Michèle Lamy (1944) is a French culture and fashion figure. She has been a clothing designer, performer, film producer, and restaurateur, and is the life partner of Rick Owens. She is the co founding partner of Owenscorp and functions as the Executive Manager Art/Furniture.

Early life and education 
Michèle Lamy was born in 1944 in Jura, France. Her grandfather made accessories for one of France's most famous couturiers, Paul Poiret.

She studied law, and during the 60s and 70s, worked as a defense lawyer, while studying with the postmodern philosopher Gilles Deleuze. She was involved in the May 1968 protests in Paris. She then worked as a cabaret dancer and toured France before moving to the United States in 1979.

Career 
In 1979, Lamy moved to New York and then settled in Los Angeles, where she set up a fashion line and ran two cult restaurants/nightclubs – Café des Artistes and Les Deux Cafés in 1996 with her first husband, experimental filmmaker Richard Newton. With her tattooed fingers and gold-plated teeth, she was an emblematic figure of nightlife in Los Angeles in the middle of 90s. Her tattoos were inspired by the Berbers, during her first trip to North Africa when she was around 17 or 18 years old.

In 1990, Lamy created a clothing line called Lamy. She hired Rick Owens, who later became her business partner and, then, her companion and husband. In 2003, Lamy and Owens left Los Angeles to settle in Paris and got married in 2006. In 2004, the couple established their own fashion company Owenscorp, describing their business partnership as "asking a gypsy to organise a war with a fascist." 

Lamy produces the furniture that bears the Owens brand. She also designs jewelry with Loree Rodkin and has appeared in FKA twigs and Black Asteroid music videos. She formed the band LAVASCAR with the artist Nico Vascellari and her daughter Scarlett Rouge.

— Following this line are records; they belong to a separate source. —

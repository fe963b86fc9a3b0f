//! Webmaster registration. Separate from the admin form: webmasters carry
//! a username and skip the approval queue.

use dioxus::prelude::*;
use store::forms::WebmasterForm;
use store::validate::{validate_webmaster, FormErrors};
use ui::components::{Button, ButtonVariant, Input};
use ui::use_api;

use crate::views::field_error;
use crate::Route;

#[component]
pub fn WebmasterRegister() -> Element {
    let api = use_api();

    let mut form = use_signal(WebmasterForm::default);
    let mut errors = use_signal(|| Option::<FormErrors>::None);
    let mut register_err = use_signal(|| Option::<String>::None);
    let mut registered = use_signal(|| false);
    let mut loading = use_signal(|| false);

    let handle_register = move |evt: FormEvent| {
        evt.prevent_default();
        let api = api.clone();
        spawn(async move {
            register_err.set(None);

            let payload = form();
            if let Err(form_errors) = validate_webmaster(&payload) {
                errors.set(Some(form_errors));
                return;
            }
            errors.set(None);

            loading.set(true);
            match api.create_webmaster(&payload).await {
                Ok(_) => {
                    loading.set(false);
                    registered.set(true);
                }
                Err(err) => {
                    loading.set(false);
                    register_err.set(Some(err.to_string()));
                }
            }
        });
    };

    if registered() {
        return rsx! {
            div {
                class: "auth-screen",
                div {
                    class: "auth-card auth-card-info",
                    h1 { class: "auth-title", "Registered Successfully!" }
                    Link {
                        to: Route::Login {},
                        class: "btn btn-primary",
                        "Proceed to Login"
                    }
                }
            }
        };
    }

    rsx! {
        div {
            class: "auth-screen",
            div {
                class: "auth-card",
                h1 { class: "auth-title", "Register Webmaster" }

                if let Some(err) = register_err() {
                    p { class: "auth-error", "* {err}" }
                }

                form {
                    class: "auth-form",
                    onsubmit: handle_register,

                    Input {
                        label: "Enter Firstname",
                        placeholder: "Enter Firstname",
                        value: form().firstname,
                        error: field_error(&errors(), "firstname"),
                        oninput: move |evt: FormEvent| form.with_mut(|f| f.firstname = evt.value()),
                    }
                    Input {
                        label: "Enter Lastname",
                        placeholder: "Enter Lastname",
                        value: form().lastname,
                        error: field_error(&errors(), "lastname"),
                        oninput: move |evt: FormEvent| form.with_mut(|f| f.lastname = evt.value()),
                    }
                    Input {
                        label: "Choose a Username",
                        placeholder: "Choose a Username",
                        value: form().username,
                        error: field_error(&errors(), "username"),
                        oninput: move |evt: FormEvent| form.with_mut(|f| f.username = evt.value()),
                    }
                    Input {
                        label: "Enter valid Phone Number",
                        placeholder: "Enter valid Phone Number",
                        value: form().phone,
                        error: field_error(&errors(), "phone"),
                        oninput: move |evt: FormEvent| form.with_mut(|f| f.phone = evt.value()),
                    }
                    Input {
                        label: "Enter valid Email Address",
                        r#type: "email",
                        placeholder: "Enter valid Email Address",
                        value: form().email,
                        error: field_error(&errors(), "email"),
                        oninput: move |evt: FormEvent| form.with_mut(|f| f.email = evt.value()),
                    }
                    Input {
                        label: "Create Password",
                        r#type: "password",
                        placeholder: "Create Password",
                        value: form().password,
                        error: field_error(&errors(), "password"),
                        oninput: move |evt: FormEvent| form.with_mut(|f| f.password = evt.value()),
                    }
                    Input {
                        label: "Confirm Password",
                        r#type: "password",
                        placeholder: "Confirm Password",
                        value: form().password_confirm,
                        error: field_error(&errors(), "password_confirm"),
                        oninput: move |evt: FormEvent| form.with_mut(|f| f.password_confirm = evt.value()),
                    }

                    Button {
                        variant: ButtonVariant::Primary,
                        r#type: "submit",
                        disabled: loading(),
                        if loading() { "Please wait..." } else { "Register" }
                    }
                }
            }
        }
    }
}
//! Form payloads sent to the backend.
//!
//! Each struct matches the JSON body the corresponding endpoint expects,
//! camelCase field names included. They double as the shapes the
//! [`crate::validate`] functions check before a request leaves the client.

use std::collections::BTreeMap;

use serde::ser::SerializeMap;
use serde::{Deserialize, Serialize, Serializer};

use crate::models::{MediaItem, SectionImage};

/// Body for `POST /admin/createwebmaster`.
#[derive(Clone, Debug, Default, PartialEq, Serialize, Deserialize)]
pub struct WebmasterForm {
    pub firstname: String,
    pub lastname: String,
    pub username: String,
    pub email: String,
    pub phone: String,
    pub password: String,
    #[serde(rename = "passwordConfirm")]
    pub password_confirm: String,
}

/// Body for `POST /admin/createadmin` (admin and media registrations).
#[derive(Clone, Debug, Default, PartialEq, Serialize, Deserialize)]
pub struct AdminForm {
    pub firstname: String,
    pub lastname: String,
    pub email: String,
    pub phone: String,
    /// "admin" or "media"; validated non-empty, interpreted server-side.
    pub role: String,
    pub password: String,
    #[serde(rename = "passwordConfirm")]
    pub password_confirm: String,
}

/// Body for `PUT /admin/editAdmin`.
#[derive(Clone, Debug, Default, PartialEq, Serialize, Deserialize)]
pub struct EditAdminForm {
    pub id: String,
    pub firstname: String,
    pub lastname: String,
    pub email: String,
    pub phone: String,
}

/// Body for `POST /admin/login`.
#[derive(Clone, Debug, Default, PartialEq, Serialize, Deserialize)]
pub struct Credentials {
    pub email: String,
    pub password: String,
}

/// Body for `PUT /admin/changePwdAdmin`.
#[derive(Clone, Debug, Default, PartialEq, Serialize, Deserialize)]
pub struct PasswordChange {
    pub id: String,
    #[serde(rename = "currentPassword")]
    pub current_password: String,
    #[serde(rename = "newPassword")]
    pub new_password: String,
    #[serde(rename = "passwordConfirm")]
    pub password_confirm: String,
}

/// Body for project create/edit. `id` present means edit.
#[derive(Clone, Debug, Default, PartialEq, Serialize, Deserialize)]
pub struct ProjectForm {
    #[serde(default, skip_serializing_if = "Option::is_none")]
    pub id: Option<String>,
    pub title: String,
    pub objective: String,
    #[serde(default)]
    pub importance: String,
    #[serde(default)]
    pub technology: String,
    #[serde(default)]
    pub partners: String,
    #[serde(default)]
    pub output: String,
}

/// Body for publication create/edit. Authors travel as the raw
/// comma-separated string the form collects; the backend splits it.
#[derive(Clone, Debug, Default, PartialEq, Serialize, Deserialize)]
pub struct PublicationForm {
    #[serde(default, skip_serializing_if = "Option::is_none")]
    pub id: Option<String>,
    pub title: String,
    pub summary: String,
    pub authors: String,
    pub link: String,
    pub date: String,
}

/// Body for news create/edit.
#[derive(Clone, Debug, Default, PartialEq, Serialize, Deserialize)]
pub struct NewsForm {
    #[serde(default, skip_serializing_if = "Option::is_none")]
    pub id: Option<String>,
    pub title: String,
    pub brief: String,
    pub content: String,
    pub thumbnail: String,
    pub date: String,
    #[serde(default)]
    pub media: Vec<MediaItem>,
}

/// Body for event create/edit.
#[derive(Clone, Debug, Default, PartialEq, Serialize, Deserialize)]
pub struct EventForm {
    #[serde(default, skip_serializing_if = "Option::is_none")]
    pub id: Option<String>,
    pub title: String,
    pub description: String,
    pub date: String,
    pub time: String,
    pub location: String,
    #[serde(default, skip_serializing_if = "Option::is_none")]
    pub flyer: Option<String>,
}

/// Replacement content for one section, with image bookkeeping so the
/// backend can reconcile the media host: URLs to keep and assets to drop.
#[derive(Clone, Debug, Default, PartialEq, Serialize, Deserialize)]
pub struct SectionUpdate {
    pub title: String,
    pub details: String,
    #[serde(rename = "keepExistingImages")]
    pub keep_existing_images: bool,
    #[serde(rename = "existingImages")]
    pub existing_images: Vec<String>,
    #[serde(rename = "deletedImages")]
    pub deleted_images: Vec<SectionImage>,
}

/// One entry in a page-content update: replace the section or delete it.
#[derive(Clone, Debug, PartialEq)]
pub enum SectionPatch {
    Update(SectionUpdate),
    Delete,
}

// Delete serializes to the `{"delete": true}` marker the backend expects.
impl Serialize for SectionPatch {
    fn serialize<S: Serializer>(&self, serializer: S) -> Result<S::Ok, S::Error> {
        match self {
            SectionPatch::Update(update) => update.serialize(serializer),
            SectionPatch::Delete => {
                let mut map = serializer.serialize_map(Some(1))?;
                map.serialize_entry("delete", &true)?;
                map.end()
            }
        }
    }
}

/// Body for `PUT /pages/updatepage/{page_id}`.
#[derive(Clone, Debug, Default, PartialEq, Serialize)]
pub struct PageContentUpdate {
    pub content: BTreeMap<String, SectionPatch>,
}

impl PageContentUpdate {
    /// Update for a brand-new, empty section.
    pub fn new_section(name: &str) -> Self {
        let mut content = BTreeMap::new();
        content.insert(
            name.to_lowercase(),
            SectionPatch::Update(SectionUpdate::default()),
        );
        Self { content }
    }

    /// Update that deletes a single named section.
    pub fn delete_section(name: &str) -> Self {
        let mut content = BTreeMap::new();
        content.insert(name.to_string(), SectionPatch::Delete);
        Self { content }
    }
}

/// Body for `DELETE /contact/feedback/deletemany`.
#[derive(Clone, Debug, Default, PartialEq, Serialize, Deserialize)]
pub struct FeedbackBatch {
    pub ids: Vec<String>,
}

#[cfg(test)]
mod tests {
    use super::*;

    #[test]
    fn password_change_uses_backend_field_names() {
        let body = PasswordChange {
            id: "a1".into(),
            current_password: "old#1pass".into(),
            new_password: "new#1pass".into(),
            password_confirm: "new#1pass".into(),
        };
        let json = serde_json::to_string(&body).unwrap();
        assert!(json.contains("currentPassword"));
        assert!(json.contains("newPassword"));
        assert!(json.contains("passwordConfirm"));
    }

    #[test]
    fn project_form_omits_missing_id() {
        let form = ProjectForm {
            title: "Sensor grid".into(),
            objective: "Deploy 40 nodes".into(),
            ..Default::default()
        };
        let json = serde_json::to_string(&form).unwrap();
        assert!(!json.contains(r#""id""#));

        let edit = ProjectForm {
            id: Some("p9".into()),
            ..form
        };
        let json = serde_json::to_string(&edit).unwrap();
        assert!(json.contains(r#""id":"p9""#));
    }

    #[test]
    fn section_delete_marker_shape() {
        let update = PageContentUpdate::delete_section("hero");
        let json = serde_json::to_string(&update).unwrap();
        assert_eq!(json, r#"{"content":{"hero":{"delete":true}}}"#);
    }

    #[test]
    fn section_update_carries_image_bookkeeping() {
        let mut content = BTreeMap::new();
        content.insert(
            "hero".to_string(),
            SectionPatch::Update(SectionUpdate {
                title: "Hero".into(),
                details: "text".into(),
                keep_existing_images: true,
                existing_images: vec!["https://cdn.example/a.png".into()],
                deleted_images: vec![SectionImage {
                    url: "https://cdn.example/b.png".into(),
                    public_id: "b".into(),
                }],
            }),
        );
        let json = serde_json::to_string(&PageContentUpdate { content }).unwrap();
        assert!(json.contains("keepExistingImages"));
        assert!(json.contains("existingImages"));
        assert!(json.contains(r#""deletedImages":[{"url":"https://cdn.example/b.png","public_id":"b"}]"#));
    }

    #[test]
    fn new_section_is_lowercased_and_empty() {
        let update = PageContentUpdate::new_section("HeroBanner");
        let json = serde_json::to_string(&update).unwrap();
        assert!(json.contains(r#""herobanner""#));
        assert!(json.contains(r#""title":"""#));
    }
}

In November 2010, Lamy posed for a shoot for Vogue Paris with the photographer Steven Klein. In 2013, Lamy was featured in Forbes with her daughter from her first marriage, artist Scarlett Rouge. In 2015, she was featured in one of the videos for the EP M3LL155X by FKA Twigs. Lamy appeared in the first clip; Figure 8, wearing a headpiece with a luminous bulb imitating an anglerfish.

At the 2016 Venice Biennale, Lamy transformed an old container ship into a floating saloon. The same year, she recorded songs with her good friend, rapper A$AP Rocky. Rocky said about Lamy, "Hardly anyone knows how important you have been behind the scenes for my career. You did not just design my album covers, you took me to art fairs and showed me the art world."

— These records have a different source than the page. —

//! Newsroom editor: article form with a media list, plus the article
//! list with edit prefill and delete.

use dioxus::prelude::*;
use dioxus_free_icons::icons::fa_solid_icons::{FaPencil, FaTrash, FaTriangleExclamation};
use dioxus_free_icons::Icon;
use store::forms::NewsForm;
use store::models::{MediaItem, MediaKind, NewsItem};
use store::validate::{validate_news, FormErrors};
use ui::components::{
    Button, ButtonVariant, Input, Loader, Modal, Select, SelectOption, TextArea,
};
use ui::{use_api, MarkdownEditor, RichText};

use crate::views::{field_error, ActionResponse, DashboardLayout, ResponseModal};

fn refresh_news(api: api::ApiClient, mut news: Signal<Vec<NewsItem>>, mut loading: Signal<bool>) {
    spawn(async move {
        loading.set(true);
        match api.news().await {
            Ok(list) => news.set(list),
            Err(err) => tracing::error!("failed to load news: {err}"),
        }
        loading.set(false);
    });
}

#[component]
pub fn News() -> Element {
    rsx! {
        DashboardLayout {
            NewsView {}
        }
    }
}

#[component]
fn NewsView() -> Element {
    let api = use_api();

    let news = use_signal(Vec::<NewsItem>::new);
    let loading = use_signal(|| true);
    let mut form = use_signal(NewsForm::default);
    let mut errors = use_signal(|| Option::<FormErrors>::None);
    let mut new_media_url = use_signal(String::new);
    let mut new_media_kind = use_signal(|| "image".to_string());
    let mut delete_modal = use_signal(|| Option::<String>::None);
    let response = use_signal(|| ActionResponse::None);

    {
        let api = api.clone();
        let _loader = use_resource(move || {
            let api = api.clone();
            async move {
                refresh_news(api, news, loading);
            }
        });
    }

    let submit = {
        let api = api.clone();
        move |evt: FormEvent| {
            evt.prevent_default();
            let payload = form();
            if let Err(form_errors) = validate_news(&payload) {
                errors.set(Some(form_errors));
                return;
            }
            errors.set(None);

            let api = api.clone();
            let mut response = response;
            spawn(async move {
                let result = match &payload.id {
                    Some(id) if !id.is_empty() => api.edit_news(id, &payload).await,
                    _ => api.create_news(&payload).await,
                };
                match result {
                    Ok(message) => {
                        form.set(NewsForm::default());
                        response.set(Some((true, message)));
                        refresh_news(api, news, loading);
                    }
                    Err(err) => response.set(Some((false, err.to_string()))),
                }
            });
        }
    };

    let add_media = move |_| {
        let url = new_media_url().trim().to_string();
        if url.is_empty() {
            return;
        }
        let kind = if new_media_kind() == "video" {
            MediaKind::Video
        } else {
            MediaKind::Image
        };
        form.with_mut(|f| {
            f.media.push(MediaItem {
                kind,
                thumbnail: (kind == MediaKind::Image).then(|| url.clone()),
                url,
            })
        });
        new_media_url.set(String::new());
    };

    let confirm_delete = {
        let api = api.clone();
        move |_| {
            let Some(id) = delete_modal() else {
                return;
            };
            delete_modal.set(None);
            let api = api.clone();
            let mut response = response;
            spawn(async move {
                match api.delete_news(&id).await {
                    Ok(message) => {
                        response.set(Some((true, message)));
                        refresh_news(api, news, loading);
                    }
                    Err(err) => response.set(Some((false, err.to_string()))),
                }
            });
        }
    };

    let editing = form().id.is_some();
    let media_items = form().media;

    if loading() && news().is_empty() {
        return rsx! { Loader { text: "...Loading" } };
    }

    rsx! {
        div {
            class: "page-heading",
            h1 { "News Management" }
            p { "Create, edit and manage news articles" }
        }

        form {
            class: "panel-card",
            onsubmit: submit,
            h2 { class: "panel-subtitle", if editing { "Edit News" } else { "Add News" } }

            Input {
                label: "Title",
                placeholder: "Enter news title",
                value: form().title,
                error: field_error(&errors(), "title"),
                oninput: move |evt: FormEvent| form.with_mut(|f| f.title = evt.value()),
            }
            Input {
                label: "Date",
                r#type: "date",
                value: form().date,
                error: field_error(&errors(), "date"),
                oninput: move |evt: FormEvent| form.with_mut(|f| f.date = evt.value()),
            }
            Input {
                label: "Thumbnail URL",
                placeholder: "https://cdn.example/thumb.png",
                value: form().thumbnail,
                error: field_error(&errors(), "thumbnail"),
                oninput: move |evt: FormEvent| form.with_mut(|f| f.thumbnail = evt.value()),
            }
            TextArea {
                label: "Brief",
                placeholder: "Short description shown in listings",
                value: form().brief,
                error: field_error(&errors(), "brief"),
                oninput: move |evt: FormEvent| form.with_mut(|f| f.brief = evt.value()),
            }

            div {
                class: "form-field",
                label { class: "form-label", "Content" }
                if let Some(err) = field_error(&errors(), "content") {
                    p { class: "form-error", "{err}" }
                }
                MarkdownEditor {
                    value: form().content,
                    rows: 10,
                    placeholder: "Full article...",
                    oninput: move |value: String| form.with_mut(|f| f.content = value),
                }
            }

            div {
                class: "form-field",
                label { class: "form-label", "Media" }
                ul {
                    class: "chip-list",
                    for (i, item) in media_items.iter().enumerate() {
                        li {
                            key: "{item.url}-{i}",
                            class: "chip",
                            span { "{item.kind:?}" }
                            span { class: "chip-detail", "{item.url}" }
                            button {
                                r#type: "button",
                                class: "icon-btn icon-btn-danger",
                                onclick: move |_| {
                                    form.with_mut(|f| { f.media.remove(i); });
                                },
                                Icon { icon: FaTrash, width: 12, height: 12 }
                            }
                        }
                    }
                }
                div {
                    class: "inline-form",
                    Select {
                        options: vec![
                            SelectOption::new("image", "Image"),
                            SelectOption::new("video", "Video"),
                        ],
                        value: new_media_kind(),
                        prompt: "Media type",
                        onchange: move |evt: FormEvent| new_media_kind.set(evt.value()),
                    }
                    Input {
                        placeholder: "https://cdn.example/media.mp4",
                        value: new_media_url(),
                        oninput: move |evt: FormEvent| new_media_url.set(evt.value()),
                    }
                    Button {
                        variant: ButtonVariant::Outline,
                        onclick: add_media,
                        "Add Media"
                    }
                }
            }

            div {
                class: "section-toolbar",
                Button {
                    variant: ButtonVariant::Success,
                    r#type: "submit",
                    if editing { "Save News" } else { "Add News" }
                }
                if editing {
                    Button {
                        variant: ButtonVariant::Outline,
                        onclick: move |_| {
                            form.set(NewsForm::default());
                            errors.set(None);
                        },
                        "Cancel Edit"
                    }
                }
            }
        }

        div {
            class: "card-list",
            for item in news() {
                div {
                    key: "{item.id}",
                    class: "panel-card news-card",
                    img { class: "news-thumb", src: "{item.thumbnail}", alt: "{item.title}" }
                    div {
                        class: "news-body",
                        h3 { class: "card-title", "{item.title}" }
                        p { class: "card-meta", "{item.date}" }
                        p { "{item.brief}" }
                        RichText { source: item.content.clone() }
                        div {
                            class: "section-toolbar",
                            Button {
                                variant: ButtonVariant::Outline,
                                class: "btn-sm",
                                onclick: {
                                    let item = item.clone();
                                    move |_| {
                                        form.set(NewsForm {
                                            id: Some(item.id.clone()),
                                            title: item.title.clone(),
                                            brief: item.brief.clone(),
                                            content: item.content.clone(),
                                            thumbnail: item.thumbnail.clone(),
                                            // Date inputs want plain YYYY-MM-DD.
                                            date: item.date.chars().take(10).collect(),
                                            media: item.media.clone(),
                                        });
                                        errors.set(None);
                                    }
                                },
                                Icon { icon: FaPencil, width: 12, height: 12 }
                                span { "Edit" }
                            }
                            Button {
                                variant: ButtonVariant::Danger,
                                class: "btn-sm",
                                onclick: {
                                    let id = item.id.clone();
                                    move |_| delete_modal.set(Some(id.clone()))
                                },
                                Icon { icon: FaTrash, width: 12, height: 12 }
                                span { "Delete" }
                            }
                        }
                    }
                }
            }
        }

        if delete_modal().is_some() {
            Modal {
                title: "Delete News".to_string(),
                caption: "Are you sure you want to delete this article?".to_string(),
                icon_class: "icon-danger".to_string(),
                icon: rsx! { Icon { icon: FaTriangleExclamation, width: 22, height: 22 } },
                confirm_label: "Delete".to_string(),
                confirm_variant: ButtonVariant::Danger,
                on_confirm: confirm_delete,
                on_close: move |_| delete_modal.set(None),
            }
        }

        ResponseModal { response }
    }
}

In 2017, Lamy and Rick Owens were featured in Lou Stoppard's book about fashion's most important and iconic duos, titled Fashion Together: Fashion's Most Extraordinary Duos on the Art of Collaboration. In the book, Owens said that Lamy was more his "mate" than "muse." And, "I don't think anyone would ever think of Michèle as a passive muse. I think that's why she sparks people's interest—because she doesn't fit the typical role of a muse."

Lamy has practiced boxing for 35 years. In 2018, she set up her own boxing gym "Lamyland" in Selfridges, London. The space previously was home to A$AP Rocky's AWGE Bodega. It is now reinvented every few months. In October 2018, Lamy curated a performance series featuring a tour of "Outsider Art Fair Paris" by  British performance artist David Hoyle.

In January 2019, Lamy held an installation art "Genius You" in collaboration with Dutch photographer Paul Kooiker, taking place all around Selfridges, London. From May to November 2019, her boxing installation: "What Are We Fighting For?", had been shown in Venice Biennale.

Lamy said about her approach to fashion and design, "I like to really be with a lot of people and exchange ideas and the best way to be is to do something together, so I'm easily seduced… And when it's the idea or I want to lead a bunch of people somewhere and do something together, I think that's generous."

In 2020, Lamy will collaborate with director Katya Bankowsky for Battle Royale, a series of short films that feature Bankowsky and Lamy preparing for a fight.

Personal life 
Michèle Lamy has one daughter, artist Scarlett Rouge.